A plurality of propulsion units 14 , 15 are attached to the rear of the hull 12 . The two first propulsion units 14 are each powered by an engine 34 (see FIG. 2). The two second propulsion units 15 are each powered by two or more electric motors (see FIG. 2). Both the first propulsion unit 14 and the second propulsion unit 15 are jet propulsion units. Each propulsion unit 14, 15 is independent of each other.

The pair of first propulsion units 14 are arranged symmetrically with respect to a vertical plane (hull center C1) passing through the bow and the center of the stern. The pair of second propulsion units 15 are arranged at positions farther from the hull center C1 than the pair of first propulsion units 14 in the width direction of the hull 12, and are arranged symmetrically with respect to the hull center C1.

FIG. 2 is a block diagram of a ship maneuvering system that the ship 11 has. This marine vessel maneuvering system includes, as components mainly related to marine vessel maneuvering, a controller 30, a display section 39, a setting operation section 29, a plurality of engines 34, a sensor group 36, an actuator group 37, in addition to the steering handle 17 and the output adjustment section 18 described above. , with a plurality of inverters 35 . A plurality of electric motors M<b>1 , M<b>2 are included in each of the second propulsion units 15 . That is, each of the second propulsion units 15 is provided with electric motors M1 and M2. Inverters 35 are provided corresponding to electric motors M1 and M2, respectively.

The sensor group 36 includes a steering angle sensor, a lever position sensor, a hull speed sensor, a hull acceleration sensor, an attitude sensor, an engine speed sensor, and the like (all not shown). Actuator group 37 includes actuators that drive deflectors (not shown) provided in first propulsion unit 14 . This deflector is a component for changing the direction of the jet to the left and right.
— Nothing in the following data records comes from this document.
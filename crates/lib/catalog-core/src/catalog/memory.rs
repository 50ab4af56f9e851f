use std::cmp::Ordering;
use std::path::Path;
use std::sync::atomic::{AtomicUsize, Ordering as AtomicOrdering};

use catalog_model::schema::FIELD_SCORE;
use catalog_model::{Asset, AttributeValue, Badge, CustomMetadataDef, LineageDirection, TagDef};
use serde::{Deserialize, Serialize};
use serde_json::Value;
use tokio::sync::RwLock;
use tracing::debug;
use uuid::Uuid;

use crate::error::{CatalogError, CatalogResult};
use crate::query::{Clause, RangeClause, SortOrder, SortSpec, entity_attribute};

use super::{
    BulkUpdateResponse,
    CatalogService,
    EntityUpdate,
    IndexSearchRequest,
    IndexSearchResponse,
    LineageFrontierRequest,
};

const DEFAULT_PAGE: usize = 10;

/// Directed lineage edge: data flows from `source` to `target`.
#[derive(Debug, Clone, PartialEq, Eq, Serialize, Deserialize)]
pub struct FixtureEdge {
    pub source: String,
    pub target: String,
}

impl FixtureEdge {
    pub fn new(source: impl Into<String>, target: impl Into<String>) -> Self {
        Self {
            source: source.into(),
            target: target.into(),
        }
    }
}

/// Seed data for a `MemoryCatalog`.
#[derive(Debug, Clone, PartialEq, Default, Serialize, Deserialize)]
#[serde(default)]
pub struct CatalogFixture {
    pub assets: Vec<Asset>,
    pub lineage: Vec<FixtureEdge>,
    pub custom_metadata: Vec<CustomMetadataDef>,
    pub badges: Vec<Badge>,
    pub tags: Vec<TagDef>,
}

/// In-process catalog that evaluates index queries against fixture data.
#[derive(Debug, Default)]
pub struct MemoryCatalog {
    state: RwLock<CatalogFixture>,
    requests: AtomicUsize,
}

impl MemoryCatalog {
    #[must_use]
    pub fn new(fixture: CatalogFixture) -> Self {
        Self {
            state: RwLock::new(fixture),
            requests: AtomicUsize::new(0),
        }
    }

    /// Parses a JSON fixture.
    ///
    /// # Errors
    /// Returns `InvalidInput` if the JSON does not describe a fixture.
    pub fn from_json(json: &str) -> CatalogResult<Self> {
        let fixture: CatalogFixture = serde_json::from_str(json)
            .map_err(|err| CatalogError::InvalidInput(format!("invalid catalog fixture: {err}")))?;
        Ok(Self::new(fixture))
    }

    /// Reads and parses a JSON fixture file.
    ///
    /// # Errors
    /// Returns `InvalidInput` if the file cannot be read or parsed.
    pub async fn load(path: impl AsRef<Path>) -> CatalogResult<Self> {
        let path = path.as_ref();
        let json = tokio::fs::read_to_string(path).await.map_err(|err| {
            CatalogError::InvalidInput(format!("failed to read fixture {}: {err}", path.display()))
        })?;
        Self::from_json(&json)
    }

    /// Number of catalog calls served so far.
    #[must_use]
    pub fn request_count(&self) -> usize {
        self.requests.load(AtomicOrdering::SeqCst)
    }

    pub async fn asset(&self, guid: &str) -> Option<Asset> {
        self.state
            .read()
            .await
            .assets
            .iter()
            .find(|asset| asset.guid == guid)
            .cloned()
    }

    fn record(&self, operation: &'static str) {
        let count = self.requests.fetch_add(1, AtomicOrdering::SeqCst) + 1;
        debug!(operation, count, "memory catalog call");
    }
}

impl CatalogService for MemoryCatalog {
    async fn index_search(&self, request: IndexSearchRequest) -> CatalogResult<IndexSearchResponse> {
        self.record("index_search");
        let body = SearchBody::parse(&request.dsl)?;
        let state = self.state.read().await;

        let mut hits: Vec<(f64, &Asset)> = state
            .assets
            .iter()
            .filter_map(|asset| evaluate(&body.query, asset).map(|score| (score, asset)))
            .collect();
        let total = hits.len();
        hits.sort_by(|left, right| compare_hits(*left, *right, &body.sort));

        let assets = hits
            .into_iter()
            .skip(body.from)
            .take(body.size)
            .map(|(score, asset)| project(asset, score, &request.attributes))
            .collect();
        Ok(IndexSearchResponse {
            assets,
            approximate_count: u64::try_from(total).ok(),
        })
    }

    async fn lineage_frontier(&self, request: LineageFrontierRequest) -> CatalogResult<Vec<Asset>> {
        self.record("lineage_frontier");
        let state = self.state.read().await;
        if !state.assets.iter().any(|asset| asset.guid == request.guid) {
            return Err(CatalogError::NotFound(format!("asset {}", request.guid)));
        }
        let neighbours = state
            .lineage
            .iter()
            .filter_map(|edge| match request.direction {
                LineageDirection::Downstream if edge.source == request.guid => Some(&edge.target),
                LineageDirection::Upstream if edge.target == request.guid => Some(&edge.source),
                _ => None,
            })
            .filter_map(|guid| state.assets.iter().find(|asset| &asset.guid == guid))
            .take(request.size)
            .cloned()
            .collect();
        Ok(neighbours)
    }

    async fn bulk_update(&self, updates: Vec<EntityUpdate>) -> CatalogResult<BulkUpdateResponse> {
        self.record("bulk_update");
        let mut state = self.state.write().await;
        let mut updated_guids = Vec::with_capacity(updates.len());
        for update in updates {
            let Some(asset) = state
                .assets
                .iter_mut()
                .find(|asset| asset.guid == update.guid && asset.type_name == update.type_name)
            else {
                continue;
            };
            asset.attributes.extend(update.attributes);
            updated_guids.push(update.guid);
        }
        Ok(BulkUpdateResponse { updated_guids })
    }

    async fn custom_metadata(&self, display_name: &str) -> CatalogResult<Option<CustomMetadataDef>> {
        self.record("custom_metadata");
        Ok(self
            .state
            .read()
            .await
            .custom_metadata
            .iter()
            .find(|def| def.display_name == display_name)
            .cloned())
    }

    async fn create_custom_metadata(&self, mut definition: CustomMetadataDef) -> CatalogResult<CustomMetadataDef> {
        self.record("create_custom_metadata");
        let mut state = self.state.write().await;
        if state
            .custom_metadata
            .iter()
            .any(|def| def.display_name == definition.display_name)
        {
            return Err(CatalogError::upstream(format!(
                "custom metadata {} already exists",
                definition.display_name
            )));
        }
        definition.guid = Some(Uuid::new_v4().to_string());
        assign_internal_names(&mut definition);
        state.custom_metadata.push(definition.clone());
        Ok(definition)
    }

    async fn update_custom_metadata(&self, mut definition: CustomMetadataDef) -> CatalogResult<CustomMetadataDef> {
        self.record("update_custom_metadata");
        let mut state = self.state.write().await;
        let existing = state
            .custom_metadata
            .iter_mut()
            .find(|def| match (&def.guid, &definition.guid) {
                (Some(current), Some(requested)) => current == requested,
                _ => def.display_name == definition.display_name,
            })
            .ok_or_else(|| {
                CatalogError::NotFound(format!("custom metadata {}", definition.display_name))
            })?;
        assign_internal_names(&mut definition);
        definition.guid.clone_from(&existing.guid);
        *existing = definition.clone();
        Ok(definition)
    }

    async fn badge(&self, name: &str) -> CatalogResult<Option<Badge>> {
        self.record("badge");
        Ok(self
            .state
            .read()
            .await
            .badges
            .iter()
            .find(|badge| badge.name == name)
            .cloned())
    }

    async fn save_badge(&self, mut badge: Badge) -> CatalogResult<Badge> {
        self.record("save_badge");
        let mut state = self.state.write().await;
        let position = state.badges.iter().position(|existing| match &badge.guid {
            Some(guid) => existing.guid.as_ref() == Some(guid),
            None => existing.name == badge.name,
        });
        if let Some(index) = position {
            badge.guid.clone_from(&state.badges[index].guid);
            state.badges[index] = badge.clone();
        } else {
            badge.guid = Some(Uuid::new_v4().to_string());
            state.badges.push(badge.clone());
        }
        Ok(badge)
    }

    async fn delete_badge(&self, guid: &str) -> CatalogResult<bool> {
        self.record("delete_badge");
        let mut state = self.state.write().await;
        let before = state.badges.len();
        state.badges.retain(|badge| badge.guid.as_deref() != Some(guid));
        Ok(state.badges.len() != before)
    }

    async fn tag_defs(&self) -> CatalogResult<Vec<TagDef>> {
        self.record("tag_defs");
        Ok(self.state.read().await.tags.clone())
    }

    fn backend(&self) -> &'static str {
        "memory"
    }
}

fn assign_internal_names(definition: &mut CustomMetadataDef) {
    if definition.name.is_none() {
        definition.name = Some(Uuid::new_v4().simple().to_string());
    }
    for attribute in &mut definition.attribute_defs {
        if attribute.name.is_none() {
            attribute.name = Some(Uuid::new_v4().simple().to_string());
        }
    }
}

struct SearchBody {
    query: Clause,
    from: usize,
    size: usize,
    sort: Vec<SortSpec>,
}

impl SearchBody {
    fn parse(dsl: &Value) -> CatalogResult<Self> {
        let reject = |message: String| CatalogError::upstream(format!("index search rejected: {message}"));
        let object = dsl
            .as_object()
            .ok_or_else(|| reject("request body must be an object".to_string()))?;
        let query = object
            .get("query")
            .map(Clause::from_dsl)
            .transpose()
            .map_err(|err| reject(err.to_string()))?
            .unwrap_or(Clause::MatchAll);
        let count = |key: &str, default: usize| -> CatalogResult<usize> {
            object.get(key).map_or(Ok(default), |value| {
                value
                    .as_u64()
                    .and_then(|raw| usize::try_from(raw).ok())
                    .ok_or_else(|| reject(format!("{key} must be a non-negative integer")))
            })
        };
        let sort = match object.get("sort") {
            None => Vec::new(),
            Some(Value::Array(entries)) => entries
                .iter()
                .map(SortSpec::from_dsl)
                .collect::<Result<_, _>>()
                .map_err(|err| reject(err.to_string()))?,
            Some(entry) => vec![SortSpec::from_dsl(entry).map_err(|err| reject(err.to_string()))?],
        };
        Ok(Self {
            query,
            from: count("from", 0)?,
            size: count("size", DEFAULT_PAGE)?,
            sort,
        })
    }
}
Controller 30 includes CPU 31, ROM 32, RAM 33, and a timer (not shown). The ROM 32 stores control programs. The CPU 31 implements various control processes by loading the control programs stored in the ROM 32 into the RAM 33 and executing them. The RAM 33 provides a work area when the CPU 31 executes the control program.
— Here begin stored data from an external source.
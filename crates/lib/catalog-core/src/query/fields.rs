//! Mapping from user-facing attribute names to index fields.

use catalog_model::schema::{
    FIELD_CONNECTION_QUALIFIED_NAME,
    FIELD_DOMAIN_GUIDS,
    FIELD_GUID,
    FIELD_PROPAGATED_TRAIT_NAMES,
    FIELD_STATE,
    FIELD_TRAIT_NAMES,
    FIELD_TYPE_NAME,
};

/// Index fields backing one attribute.
#[derive(Debug, Clone, PartialEq, Eq)]
pub struct ResolvedField {
    /// Exact-value field used for term, terms, exists, prefix, and range clauses.
    pub keyword: String,
    /// Analyzed field used for match clauses.
    pub text: String,
}

impl ResolvedField {
    fn same(field: impl Into<String>) -> Self {
        let field = field.into();
        Self {
            text: field.clone(),
            keyword: field,
        }
    }
}

struct KnownField {
    name: &'static str,
    keyword: &'static str,
    text: Option<&'static str>,
}

const fn known(name: &'static str, keyword: &'static str, text: Option<&'static str>) -> KnownField {
    KnownField { name, keyword, text }
}

const KNOWN_FIELDS: &[KnownField] = &[
    known("guid", FIELD_GUID, None),
    known("type_name", FIELD_TYPE_NAME, Some("__typeName")),
    known("status", FIELD_STATE, None),
    known("state", FIELD_STATE, None),
    known("created_by", "__createdBy", None),
    known("updated_by", "__modifiedBy", None),
    known("create_time", "__timestamp", None),
    known("update_time", "__modificationTimestamp", None),
    known("name", "name.keyword", Some("name")),
    known("display_name", "displayName.keyword", Some("displayName")),
    known("qualified_name", "qualifiedName", Some("qualifiedName.text")),
    known("description", "description.keyword", Some("description")),
    known("user_description", "userDescription.keyword", Some("userDescription")),
    known("certificate_status", "certificateStatus", Some("certificateStatus.text")),
    known("owner_users", "ownerUsers", None),
    known("owner_groups", "ownerGroups", None),
    known("tags", FIELD_TRAIT_NAMES, None),
    known("atlan_tags", FIELD_TRAIT_NAMES, None),
    known("propagated_tags", FIELD_PROPAGATED_TRAIT_NAMES, None),
    known("domain_guids", FIELD_DOMAIN_GUIDS, None),
    known("connection_qualified_name", FIELD_CONNECTION_QUALIFIED_NAME, None),
    known("connector_name", "connectorName", None),
    known("popularity_score", "popularityScore", None),
    known("asset_policy_guids", "assetPolicyGUIDs", None),
    known("non_compliant_asset_policy_guids", "nonCompliantAssetPolicyGUIDs", None),
];

fn normalize(name: &str) -> String {
    name.chars()
        .filter(|ch| *ch != '_')
        .map(|ch| ch.to_ascii_lowercase())
        .collect()
}

/// Resolves an attribute name to its index fields.
///
/// Known attributes match regardless of snake or camel case. Names that already
/// look like index fields pass through; other snake-case names become camel case.
#[must_use]
pub fn resolve_field(attribute: &str) -> ResolvedField {
    let attribute = attribute.trim();
    let normalized = normalize(attribute);
    if let Some(field) = KNOWN_FIELDS
        .iter()
        .find(|field| normalize(field.name) == normalized)
    {
        return ResolvedField {
            keyword: field.keyword.to_string(),
            text: field.text.unwrap_or(field.keyword).to_string(),
        };
    }
    if attribute.starts_with("__") || attribute.contains('.') {
        return ResolvedField::same(attribute);
    }
    ResolvedField::same(snake_to_camel(attribute))
}

/// Maps an index field back to the entity attribute it is derived from.
#[must_use]
pub fn entity_attribute(field: &str) -> &str {
    let base = field
        .strip_suffix(".keyword")
        .or_else(|| field.strip_suffix(".text"))
        .unwrap_or(field);
    match base {
        "__timestamp" => "createTime",
        "__modificationTimestamp" => "updateTime",
        "__createdBy" => "createdBy",
        "__modifiedBy" => "updatedBy",
        other => other,
    }
}

/// Resolves a caller-facing attribute name to the entity attribute to project.
#[must_use]
pub fn projected_attribute(attribute: &str) -> String {
    entity_attribute(&resolve_field(attribute).keyword).to_string()
}

fn snake_to_camel(name: &str) -> String {
    let mut out = String::with_capacity(name.len());
    let mut upper_next = false;
    for ch in name.chars() {
        if ch == '_' {
            upper_next = !out.is_empty();
        } else if upper_next {
            out.push(ch.to_ascii_uppercase());
            upper_next = false;
        } else {
            out.push(ch);
        }
    }
    out
}

#[cfg(test)]
mod tests {
    use super::*;

    #[test]
    fn known_attributes_resolve_in_either_case() {
        let snake = resolve_field("display_name");
        let camel = resolve_field("displayName");
        assert_eq!(snake, camel);
        assert_eq!(snake.keyword, "displayName.keyword");
        assert_eq!(snake.text, "displayName");
        assert_eq!(resolve_field("status").keyword, FIELD_STATE);
    }

    #[test]
    fn unknown_attributes_fall_back_to_camel_case() {
        assert_eq!(resolve_field("source_read_count").keyword, "sourceReadCount");
        assert_eq!(resolve_field("rowCount").keyword, "rowCount");
        assert_eq!(resolve_field("__customField").keyword, "__customField");
        assert_eq!(resolve_field("name.keyword").keyword, "name.keyword");
    }

    #[test]
    fn projection_uses_entity_attribute_names() {
        assert_eq!(projected_attribute("qualified_name"), "qualifiedName");
        assert_eq!(projected_attribute("display_name"), "displayName");
        assert_eq!(projected_attribute("create_time"), "createTime");
        assert_eq!(projected_attribute("row_count"), "rowCount");
    }
}
use clap::{Parser, builder::BoolishValueParser};
use std::error::Error;
use std::fmt;
use std::net::SocketAddr;
use std::path::PathBuf;
use std::time::Duration;

use catalog_core::catalog::HttpCatalogConfig;
use catalog_model::schema::DEFAULT_MAX_PAGE_SIZE;

const DEFAULT_MCP_HTTP_ADDR: &str = "127.0.0.1:4020";
const DEFAULT_REQUEST_TIMEOUT_SECS: u64 = 30;
const DEFAULT_LOG_FILTER: &str = "info";

#[derive(Parser, Debug)]
#[command(name = "catalog-mcpd", version, about = "Catalog MCP daemon.")]
struct CliArgs {
    #[arg(long, env = "CATALOG_BASE_URL")]
    base_url: Option<String>,

    #[arg(long, env = "CATALOG_API_KEY", hide_env_values = true)]
    api_key: Option<String>,

    #[arg(long = "fixture", env = "CATALOG_FIXTURE_PATH")]
    fixture_path: Option<PathBuf>,

    #[arg(long, env = "CATALOG_MAX_PAGE_SIZE", default_value_t = DEFAULT_MAX_PAGE_SIZE)]
    max_page_size: usize,

    #[arg(
        long,
        env = "CATALOG_REQUEST_TIMEOUT_SECS",
        default_value_t = DEFAULT_REQUEST_TIMEOUT_SECS
    )]
    request_timeout_secs: u64,

    #[arg(
        long = "stdio",
        env = "CATALOG_ENABLE_STDIO",
        default_value_t = false,
        value_parser = BoolishValueParser::new()
    )]
    enable_stdio: bool,

    #[arg(
        long,
        env = "CATALOG_MCP_SERVE",
        default_value_t = true,
        value_parser = BoolishValueParser::new()
    )]
    mcp_serve: bool,

    #[arg(long, env = "CATALOG_MCP_HTTP_ADDR", default_value = DEFAULT_MCP_HTTP_ADDR)]
    mcp_http_addr: SocketAddr,

    #[arg(long = "log", env = "CATALOG_LOG", default_value = DEFAULT_LOG_FILTER)]
    log_filter: String,
}

/// Where catalog operations are served from.
#[derive(Clone)]
pub enum CatalogBackend {
    /// Offline catalog seeded from a JSON fixture.
    Fixture(PathBuf),
    Remote(HttpCatalogConfig),
}

/// Runtime configuration loaded from CLI arguments and environment variables.
#[derive(Clone)]
pub struct CatalogConfig {
    pub backend: CatalogBackend,
    pub max_page_size: usize,
    pub enable_stdio: bool,
    pub mcp_serve: bool,
    pub mcp_http_addr: SocketAddr,
    pub log_filter: String,
}

#[derive(Debug, PartialEq, Eq)]
pub enum ConfigError {
    MissingSetting(&'static str),
    InvalidSetting { name: &'static str, value: String },
    NoTransport,
}

impl fmt::Display for ConfigError {
    fn fmt(&self, f: &mut fmt::Formatter<'_>) -> fmt::Result {
        match self {
            Self::MissingSetting(name) => write!(f, "missing required setting: {name}"),
            Self::InvalidSetting { name, value } => {
                write!(f, "invalid {name} value: {value}")
            }
            Self::NoTransport => {
                write!(f, "no transport enabled: set CATALOG_ENABLE_STDIO or CATALOG_MCP_SERVE")
            }
        }
    }
}

impl Error for ConfigError {}

impl CatalogConfig {
    pub fn from_args() -> Result<Self, ConfigError> {
        let args = CliArgs::parse();
        Self::try_from(args)
    }
}

fn non_empty(value: Option<String>) -> Option<String> {
    value
        .map(|value| value.trim().to_string())
        .filter(|value| !value.is_empty())
}

impl TryFrom<CliArgs> for CatalogConfig {
    type Error = ConfigError;

    fn try_from(args: CliArgs) -> Result<Self, Self::Error> {
        if args.max_page_size == 0 {
            return Err(ConfigError::InvalidSetting {
                name: "CATALOG_MAX_PAGE_SIZE",
                value: args.max_page_size.to_string(),
            });
        }
        if args.request_timeout_secs == 0 {
            return Err(ConfigError::InvalidSetting {
                name: "CATALOG_REQUEST_TIMEOUT_SECS",
                value: args.request_timeout_secs.to_string(),
            });
        }
        if !args.enable_stdio && !args.mcp_serve {
            return Err(ConfigError::NoTransport);
        }

        let fixture_path = args
            .fixture_path
            .filter(|path| !path.as_os_str().is_empty());
        let backend = if let Some(path) = fixture_path {
            CatalogBackend::Fixture(path)
        } else {
            let base_url =
                non_empty(args.base_url).ok_or(ConfigError::MissingSetting("CATALOG_BASE_URL"))?;
            if !base_url.starts_with("http://") && !base_url.starts_with("https://") {
                return Err(ConfigError::InvalidSetting {
                    name: "CATALOG_BASE_URL",
                    value: base_url,
                });
            }
            let api_key =
                non_empty(args.api_key).ok_or(ConfigError::MissingSetting("CATALOG_API_KEY"))?;
            CatalogBackend::Remote(
                HttpCatalogConfig::new(base_url, api_key)
                    .with_timeout(Duration::from_secs(args.request_timeout_secs)),
            )
        };

        Ok(Self {
            backend,
            max_page_size: args.max_page_size,
            enable_stdio: args.enable_stdio,
            mcp_serve: args.mcp_serve,
            mcp_http_addr: args.mcp_http_addr,
            log_filter: args.log_filter,
        })
    }
}

#[cfg(test)]
mod tests {
    use super::*;

    fn base_args() -> CliArgs {
        CliArgs {
            base_url: Some("https://tenant.example.com".to_string()),
            api_key: Some("secret".to_string()),
            fixture_path: None,
            max_page_size: DEFAULT_MAX_PAGE_SIZE,
            request_timeout_secs: DEFAULT_REQUEST_TIMEOUT_SECS,
            enable_stdio: false,
            mcp_serve: true,
            mcp_http_addr: DEFAULT_MCP_HTTP_ADDR.parse().expect("valid MCP addr"),
            log_filter: DEFAULT_LOG_FILTER.to_string(),
        }
    }

    #[test]
    fn remote_backend_carries_timeout() {
        let mut args = base_args();
        args.request_timeout_secs = 5;
        let config = CatalogConfig::try_from(args).expect("config should parse");
        match config.backend {
            CatalogBackend::Remote(remote) => {
                assert_eq!(remote.base_url, "https://tenant.example.com");
                assert_eq!(remote.timeout, Duration::from_secs(5));
            }
            CatalogBackend::Fixture(_) => panic!("expected remote backend"),
        }
    }

    #[test]
    fn fixture_path_skips_remote_credentials() {
        let mut args = base_args();
        args.base_url = None;
        args.api_key = None;
        args.fixture_path = Some(PathBuf::from("catalog.json"));
        let config = CatalogConfig::try_from(args).expect("config should parse");
        assert!(matches!(config.backend, CatalogBackend::Fixture(path) if path == PathBuf::from("catalog.json")));
    }

    #[test]
    fn remote_backend_requires_credentials() {
        let mut args = base_args();
        args.api_key = Some("  ".to_string());
        let err = CatalogConfig::try_from(args).err().expect("missing key");
        assert_eq!(err, ConfigError::MissingSetting("CATALOG_API_KEY"));

        let mut args = base_args();
        args.base_url = Some("tenant.example.com".to_string());
        let err = CatalogConfig::try_from(args).err().expect("bad url");
        assert!(matches!(err, ConfigError::InvalidSetting { name: "CATALOG_BASE_URL", .. }));
    }

    #[test]
    fn rejects_zero_limits_and_missing_transports() {
        let mut args = base_args();
        args.max_page_size = 0;
        assert!(CatalogConfig::try_from(args).is_err());

        let mut args = base_args();
        args.mcp_serve = false;
        let err = CatalogConfig::try_from(args).err().expect("no transport");
        assert_eq!(err, ConfigError::NoTransport);
    }
}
The display unit 39 displays various information. The setting operation unit 29 includes operation elements for operations related to ship maneuvering, setting operation elements for performing various settings, and input operation elements for inputting various instructions (all not shown). Each detection result by the sensor group 36 is supplied to the controller 30 .
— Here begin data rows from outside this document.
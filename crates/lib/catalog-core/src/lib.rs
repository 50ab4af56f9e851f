//! Core services for catalog-mcp.
//!
//! This crate compiles structured search filters into index queries, walks
//! lineage graphs, dispatches governed attribute updates, and provides the
//! HTTP and in-memory catalog clients those operations run against.

pub mod catalog;
pub mod control;
pub mod error;
pub mod query;
pub mod services;

pub use error::{CatalogError, CatalogResult};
In the sensor group 36, a hull speed sensor and a hull acceleration sensor respectively detect the speed and acceleration of navigation of the ship 11 (hull 12). Attitude sensors include, for example, gyro sensors, magnetic orientation sensors, and the like. The engine rotation speed sensor detects the rotation speed of the engine 34 per unit time. The steering angle sensor detects the rotation angle when the steering handle 17 is rotated. A lever position sensor detects the shift position of the output adjustment unit 18 .

The first propulsion unit 14 may include an engine ECU, and the second propulsion unit 15 may include a motor ECU. In this case, the controller 30 functions as a main ECU and controls the engine ECU and the motor ECU.

The output adjuster 18 is movable in the F area, the N area, and the R area. The N region is provided between the F region and the R region. The F area is an area that is arranged when the ship 11 moves forward, and the R area is an area that is arranged when the ship 11 is reversed.

Controller 30 causes vessel 11 to be propelled by at least one of first propulsion unit 14 and second propulsion unit 15 . The operator can select an operation mode by operating the setting operation section 29 . The driving mode includes manual mode. The manual mode includes an engine mode in which the marine vessel 11 is propelled only by the pair of first propulsion units 14, an electric mode in which the marine vessel 11 is propelled only by the pair of second propulsion units 15, and the propulsion units 14 and 15 working together. and an assist mode for propelling the ship 11 . The electric mode will be mainly described.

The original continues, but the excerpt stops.